→ What you need to do
List each line of the data in which the string "serde" appears.

→ Entries supplied
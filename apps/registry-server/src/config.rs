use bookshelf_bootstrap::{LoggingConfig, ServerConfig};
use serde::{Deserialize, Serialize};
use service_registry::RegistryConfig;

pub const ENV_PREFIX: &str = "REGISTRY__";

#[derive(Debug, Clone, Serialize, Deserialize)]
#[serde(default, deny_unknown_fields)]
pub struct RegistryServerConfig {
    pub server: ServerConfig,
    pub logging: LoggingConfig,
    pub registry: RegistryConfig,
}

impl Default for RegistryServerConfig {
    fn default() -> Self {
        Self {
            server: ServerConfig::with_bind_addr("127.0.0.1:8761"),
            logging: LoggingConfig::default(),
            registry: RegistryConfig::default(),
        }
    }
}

→ Answer to this exercise
use serde::{Deserialize, Serialize};
#[serde(default, deny_unknown_fields)]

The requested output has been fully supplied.